_WHAT YOU WILL DO_
In the listing below, find every line with the string "from" and pull it out.

_RECORD EXTRACTS_
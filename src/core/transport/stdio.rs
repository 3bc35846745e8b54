//! STDIO transport implementation.
//!
//! Standard input/output transport for MCP - the default and recommended mode.

use rmcp::ServiceExt;
use tracing::info;

use super::{TransportError, TransportResult};
use crate::core::ZenblocksServer;

/// STDIO transport handler.
pub struct StdioTransport;

impl StdioTransport {
    /// Run the STDIO transport.
    pub async fn run(server: ZenblocksServer) -> TransportResult<()> {
        info!("Ready - communicating via stdin/stdout");

        let service = server
            .serve(rmcp::transport::stdio())
            .await
            .map_err(|e| TransportError::init(e.to_string()))?;

        service
            .waiting()
            .await
            .map_err(|e| TransportError::ServiceError(e.to_string()))?;

        info!("STDIO transport finished");
        Ok(())
    }
}
//! Document loading errors.

use thiserror::Error;

use crate::core::security::PathSecurityError;

/// Errors that can occur while loading a document from the store.
#[derive(Debug, Error)]
pub enum DocsError {
    /// The filename failed path validation. Treated the same as an
    /// unreadable file: refused, never read.
    #[error("invalid document name: {0}")]
    Path(#[from] PathSecurityError),

    /// The backing file is missing or unreadable.
    #[error("failed to read document {filename}: {source}")]
    Io {
        filename: String,
        #[source]
        source: std::io::Error,
    },
}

_YOUR RESPONSE_
/// Errors that can occur while loading a document from the store.
    Path(#[from] PathSecurityError),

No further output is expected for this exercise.